### THE PROBLEM
In the listing below, find each line with the string "measurement" and report it.
╭──
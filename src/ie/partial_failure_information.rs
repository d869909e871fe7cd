//! Partial Failure Information Information Element.
//!
//! Per 3GPP TS 29.244 Section 7.5.3.1-2, reports partial session
//! establishment/modification failure details including the failed rule,
//! cause, and one or more offending IEs.

use crate::error::PfcpError;
use crate::ie::cause::Cause;
use crate::ie::failed_rule_id::FailedRuleId;
use crate::ie::offending_ie::OffendingIe;
use crate::ie::{marshal_ies, Ie, IeIterator, IeType};

/// Partial Failure Information per 3GPP TS 29.244 ยง7.5.3.1-2.
#[derive(Debug, Clone, PartialEq, Eq)]
pub struct PartialFailureInformation {
    /// The rule that failed (mandatory).
    pub failed_rule_id: FailedRuleId,
    /// Cause of failure (mandatory).
    pub cause: Cause,
    /// Offending IEs that caused the failure (mandatory, at least one).
    pub offending_ies: Vec<OffendingIe>,
}

impl PartialFailureInformation {
    pub fn new(
        failed_rule_id: FailedRuleId,
        cause: Cause,
        offending_ies: Vec<OffendingIe>,
    ) -> Self {
        PartialFailureInformation {
            failed_rule_id,
            cause,
            offending_ies,
        }
    }

    pub fn marshal(&self) -> Vec<u8> {
        let mut ies = vec![
            Ie::new(IeType::FailedRuleId, self.failed_rule_id.marshal()),
            Ie::new(IeType::Cause, self.cause.marshal().to_vec()),
        ];
        for oi in &self.offending_ies {
            ies.push(Ie::new(IeType::OffendingIe, oi.marshal().to_vec()));
        }
        marshal_ies(&ies)
    }

    pub fn unmarshal(payload: &[u8]) -> Result<Self, PfcpError> {
        let mut failed_rule_id = None;
        let mut cause = None;
        let mut offending_ies = Vec::new();

        for ie_result in IeIterator::new(payload) {
            let ie = ie_result?;
            match ie.ie_type {
                IeType::FailedRuleId => {
                    failed_rule_id = Some(FailedRuleId::unmarshal(&ie.payload)?);
                }
                IeType::Cause => {
                    cause = Some(Cause::unmarshal(&ie.payload)?);
                }
                IeType::OffendingIe => {
                    offending_ies.push(OffendingIe::unmarshal(&ie.payload)?);
                }
                _ => (),
            }
        }

        if offending_ies.is_empty() {
            return Err(PfcpError::missing_ie_in_grouped(
                IeType::OffendingIe,
                IeType::PartialFailureInformation,
            ));
        }

        Ok(PartialFailureInformation {
            failed_rule_id: failed_rule_id.ok_or_else(|| {
                PfcpError::missing_ie_in_grouped(
                    IeType::FailedRuleId,
                    IeType::PartialFailureInformation,
                )
            })?,
            cause: cause.ok_or_else(|| {
                PfcpError::missing_ie_in_grouped(IeType::Cause, IeType::PartialFailureInformation)
            })?,
            offending_ies,
        })
    }

    pub fn to_ie(&self) -> Ie {
        Ie::new(IeType::PartialFailureInformation, self.marshal())
    }
}
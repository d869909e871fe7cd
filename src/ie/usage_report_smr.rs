//! Usage Report Within Session Modification Response IE implementation.
//!
//! Per 3GPP TS 29.244 Section 8.2.78, the Usage Report Within Session
//! Modification Response IE is used to report usage information in response
//! to a PFCP Session Modification Request.
//!
//! This IE has the same structure as Usage Report (IE 144) but uses IE type 78
//! to indicate it appears within a Session Modification Response message.

use crate::ie::usage_report::UsageReport;
use crate::ie::{Ie, IeType};
use std::io;

/// Usage Report Within Session Modification Response Information Element.
///
/// This is a context-specific wrapper around the core UsageReport structure.
/// It contains the same fields and behavior as UsageReport, but with IE type 78
/// to indicate it appears in a Session Modification Response message.
///
/// # Structure
/// Identical to UsageReport (IE 144), containing:
/// - URR ID (mandatory)
/// - UR-SEQN (mandatory)
/// - Usage Report Trigger (mandatory)
/// - Plus optional measurement, quota, and extended IEs
///
/// # Example
/// ```
/// use pfcp_core::ie::usage_report_smr::UsageReportSmr;
/// use pfcp_core::ie::usage_report::UsageReportBuilder;
/// use pfcp_core::ie::urr_id::UrrId;
/// use pfcp_core::ie::sequence_number::SequenceNumber;
///
/// let usage_report = UsageReportBuilder::quota_exhausted_report(
///     UrrId::new(1),
///     SequenceNumber::new(42)
/// ).build().unwrap();
///
/// let smr_report = UsageReportSmr::new(usage_report);
/// let ie = smr_report.to_ie();
/// assert_eq!(ie.ie_type, pfcp_core::ie::IeType::UsageReportWithinSessionModificationResponse);
/// ```
#[derive(Debug, Clone, PartialEq, Eq)]
pub struct UsageReportSmr {
    /// The underlying usage report data
    pub report: UsageReport,
}

impl UsageReportSmr {
    /// Creates a new Usage Report Within Session Modification Response.
    ///
    /// # Arguments
    /// * `report` - The underlying UsageReport containing measurement data
    ///
    /// # Example
    /// ```
    /// use pfcp_core::ie::usage_report_smr::UsageReportSmr;
    /// use pfcp_core::ie::usage_report::UsageReport;
    /// use pfcp_core::ie::urr_id::UrrId;
    /// use pfcp_core::ie::sequence_number::SequenceNumber;
    /// use pfcp_core::ie::usage_report_trigger::UsageReportTrigger;
    ///
    /// let report = UsageReport::new(
    ///     UrrId::new(1),
    ///     SequenceNumber::new(42),
    ///     UsageReportTrigger::PERIO
    /// );
    /// let smr_report = UsageReportSmr::new(report);
    /// ```
    pub fn new(report: UsageReport) -> Self {
        UsageReportSmr { report }
    }

    /// Marshals the Usage Report Within Session Modification Response to bytes.
    ///
    /// # Returns
    /// A vector containing the marshaled usage report payload (child IEs).
    pub fn marshal(&self) -> Vec<u8> {
        self.report.marshal()
    }

    /// Unmarshals a Usage Report Within Session Modification Response from bytes.
    ///
    /// # Arguments
    /// * `data` - The byte slice containing the usage report payload
    ///
    /// # Returns
    /// A `UsageReportSmr` instance or an error if unmarshaling fails.
    ///
    /// # Errors
    /// Returns `io::Error` if:
    /// - Required fields (URR ID, UR-SEQN, Usage Report Trigger) are missing
    /// - Any child IE cannot be parsed
    pub fn unmarshal(data: &[u8]) -> Result<Self, io::Error> {
        Ok(UsageReportSmr {
            report: UsageReport::unmarshal(data)?,
        })
    }

    /// Wraps the Usage Report in a generic IE with type UsageReportWithinSessionModificationResponse.
    ///
    /// # Returns
    /// An `Ie` with type 78 and the marshaled payload.
    pub fn to_ie(&self) -> Ie {
        Ie::new(
            IeType::UsageReportWithinSessionModificationResponse,
            self.marshal(),
        )
    }
}
// src/ie/update_qer.rs

//! Update QER Information Element.

use crate::ie::gate_status::GateStatus;
use crate::ie::gbr::Gbr;
use crate::ie::mbr::Mbr;
use crate::ie::qer_correlation_id::QerCorrelationId;
use crate::ie::qer_id::QerId;
use crate::ie::{Ie, IeType};
use std::io;

#[derive(Debug, Clone, PartialEq, Eq)]
pub struct UpdateQer {
    pub qer_id: QerId,
    pub qer_correlation_id: Option<QerCorrelationId>,
    pub gate_status: Option<GateStatus>,
    pub mbr: Option<Mbr>,
    pub gbr: Option<Gbr>,
}

impl UpdateQer {
    pub fn new(
        qer_id: QerId,
        qer_correlation_id: Option<QerCorrelationId>,
        gate_status: Option<GateStatus>,
        mbr: Option<Mbr>,
        gbr: Option<Gbr>,
    ) -> Self {
        UpdateQer {
            qer_id,
            qer_correlation_id,
            gate_status,
            mbr,
            gbr,
        }
    }

    pub fn marshal(&self) -> Vec<u8> {
        let mut ies = vec![self.qer_id.to_ie()];
        if let Some(qer_corr_id) = &self.qer_correlation_id {
            ies.push(Ie::new(
                IeType::QerCorrelationId,
                qer_corr_id.marshal().to_vec(),
            ));
        }
        if let Some(gate_status) = &self.gate_status {
            ies.push(Ie::new(IeType::GateStatus, gate_status.marshal().to_vec()));
        }
        if let Some(mbr) = &self.mbr {
            ies.push(Ie::new(IeType::Mbr, mbr.marshal().to_vec()));
        }
        if let Some(gbr) = &self.gbr {
            ies.push(Ie::new(IeType::Gbr, gbr.marshal().to_vec()));
        }
        let capacity: usize = ies.iter().map(|ie| ie.len() as usize).sum();

        let mut data = Vec::with_capacity(capacity);
        for ie in ies {
            data.extend_from_slice(&ie.marshal());
        }
        data
    }

    pub fn unmarshal(payload: &[u8]) -> Result<Self, io::Error> {
        let mut qer_id = None;
        let mut qer_correlation_id = None;
        let mut gate_status = None;
        let mut mbr = None;
        let mut gbr = None;

        let mut offset = 0;
        while offset < payload.len() {
            let ie = Ie::unmarshal(&payload[offset..])?;
            match ie.ie_type {
                IeType::QerId => qer_id = Some(QerId::unmarshal(&ie.payload)?),
                IeType::QerCorrelationId => {
                    qer_correlation_id = Some(QerCorrelationId::unmarshal(&ie.payload)?)
                }
                IeType::GateStatus => gate_status = Some(GateStatus::unmarshal(&ie.payload)?),
                IeType::Mbr => mbr = Some(Mbr::unmarshal(&ie.payload)?),
                IeType::Gbr => gbr = Some(Gbr::unmarshal(&ie.payload)?),
                _ => (),
            }
            offset += ie.len() as usize;
        }

        Ok(UpdateQer {
            qer_id: qer_id
                .ok_or_else(|| io::Error::new(io::ErrorKind::InvalidData, "Missing QER ID"))?,
            qer_correlation_id,
            gate_status,
            mbr,
            gbr,
        })
    }

    pub fn to_ie(&self) -> Ie {
        Ie::new(IeType::UpdateQer, self.marshal())
    }

    /// Returns a builder for constructing Update QER instances.
    pub fn builder(qer_id: QerId) -> UpdateQerBuilder {
        UpdateQerBuilder::new(qer_id)
    }
}

/// Builder for Update QER Information Elements.
///
/// The Update QER builder provides an ergonomic way to construct QER update IEs
/// for modifying existing QoS enforcement rules.
///
/// # Examples
///
/// ```rust
/// use pfcp_core::ie::update_qer::UpdateQerBuilder;
/// use pfcp_core::ie::qer_id::QerId;
/// use pfcp_core::ie::gate_status::{GateStatus, GateStatusValue};
/// use pfcp_core::ie::mbr::Mbr;
///
/// // Update QER to change gate status
/// let qer = UpdateQerBuilder::new(QerId::new(1))
///     .gate_status(GateStatus::new(GateStatusValue::Closed, GateStatusValue::Closed))
///     .build()
///     .unwrap();
///
/// // Update QER with new rate limits
/// let rate_limited_qer = UpdateQerBuilder::new(QerId::new(2))
///     .mbr(Mbr::new(2000000, 4000000)) // 2Mbps up, 4Mbps down
///     .build()
///     .unwrap();
///
/// // Using convenience methods
/// let open_qer = UpdateQerBuilder::open_gate(QerId::new(3)).build().unwrap();
/// let closed_qer = UpdateQerBuilder::closed_gate(QerId::new(4)).build().unwrap();
/// ```
#[derive(Debug, Default)]
pub struct UpdateQerBuilder {
    qer_id: Option<QerId>,
    qer_correlation_id: Option<QerCorrelationId>,
    gate_status: Option<GateStatus>,
    mbr: Option<Mbr>,
    gbr: Option<Gbr>,
}

impl UpdateQerBuilder {
    /// Creates a new Update QER builder with the specified QER ID.
    pub fn new(qer_id: QerId) -> Self {
        UpdateQerBuilder {
            qer_id: Some(qer_id),
            ..Default::default()
        }
    }

    /// Sets the QER correlation ID for tracking across multiple nodes.
    pub fn qer_correlation_id(mut self, qer_correlation_id: QerCorrelationId) -> Self {
        self.qer_correlation_id = Some(qer_correlation_id);
        self
    }

    /// Sets the gate status for uplink and downlink traffic control.
    pub fn gate_status(mut self, gate_status: GateStatus) -> Self {
        self.gate_status = Some(gate_status);
        self
    }

    /// Sets the Maximum Bit Rate (MBR) for rate limiting.
    pub fn mbr(mut self, mbr: Mbr) -> Self {
        self.mbr = Some(mbr);
        self
    }

    /// Sets the Guaranteed Bit Rate (GBR) for QoS guarantees.
    pub fn gbr(mut self, gbr: Gbr) -> Self {
        self.gbr = Some(gbr);
        self
    }

    /// Sets both uplink and downlink rates with the same values for MBR.
    pub fn rate_limit(mut self, uplink_bps: u64, downlink_bps: u64) -> Self {
        self.mbr = Some(Mbr::new(uplink_bps, downlink_bps));
        self
    }

    /// Sets guaranteed bit rates for both directions.
    pub fn guaranteed_rate(mut self, uplink_bps: u64, downlink_bps: u64) -> Self {
        self.gbr = Some(Gbr::new(uplink_bps, downlink_bps));
        self
    }

    /// Convenience method: Creates an Update QER that opens both gates.
    pub fn open_gate(qer_id: QerId) -> Self {
        use crate::ie::gate_status::GateStatusValue;
        UpdateQerBuilder::new(qer_id).gate_status(GateStatus::new(
            GateStatusValue::Open,
            GateStatusValue::Open,
        ))
    }

    /// Convenience method: Creates an Update QER that closes both gates.
    pub fn closed_gate(qer_id: QerId) -> Self {
        use crate::ie::gate_status::GateStatusValue;
        UpdateQerBuilder::new(qer_id).gate_status(GateStatus::new(
            GateStatusValue::Closed,
            GateStatusValue::Closed,
        ))
    }

    /// Convenience method: Creates an Update QER for uplink-only traffic control.
    pub fn uplink_only(qer_id: QerId) -> Self {
        use crate::ie::gate_status::GateStatusValue;
        UpdateQerBuilder::new(qer_id).gate_status(GateStatus::new(
            GateStatusValue::Closed, // downlink closed
            GateStatusValue::Open,   // uplink open
        ))
    }

    /// Convenience method: Creates an Update QER for downlink-only traffic control.
    pub fn downlink_only(qer_id: QerId) -> Self {
        use crate::ie::gate_status::GateStatusValue;
        UpdateQerBuilder::new(qer_id).gate_status(GateStatus::new(
            GateStatusValue::Open,   // downlink open
            GateStatusValue::Closed, // uplink closed
        ))
    }

    /// Builds the Update QER with validation.
    ///
    /// # Errors
    ///
    /// Returns an error if the QER ID is not set.
    pub fn build(self) -> Result<UpdateQer, io::Error> {
        let qer_id = self
            .qer_id
            .ok_or_else(|| io::Error::new(io::ErrorKind::InvalidData, "QER ID is required"))?;

        Ok(UpdateQer {
            qer_id,
            qer_correlation_id: self.qer_correlation_id,
            gate_status: self.gate_status,
            mbr: self.mbr,
            gbr: self.gbr,
        })
    }
}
╰──
### COMPLETED EXERCISE
/// - Plus optional measurement, quota, and extended IEs
    /// * `report` - The underlying UsageReport containing measurement data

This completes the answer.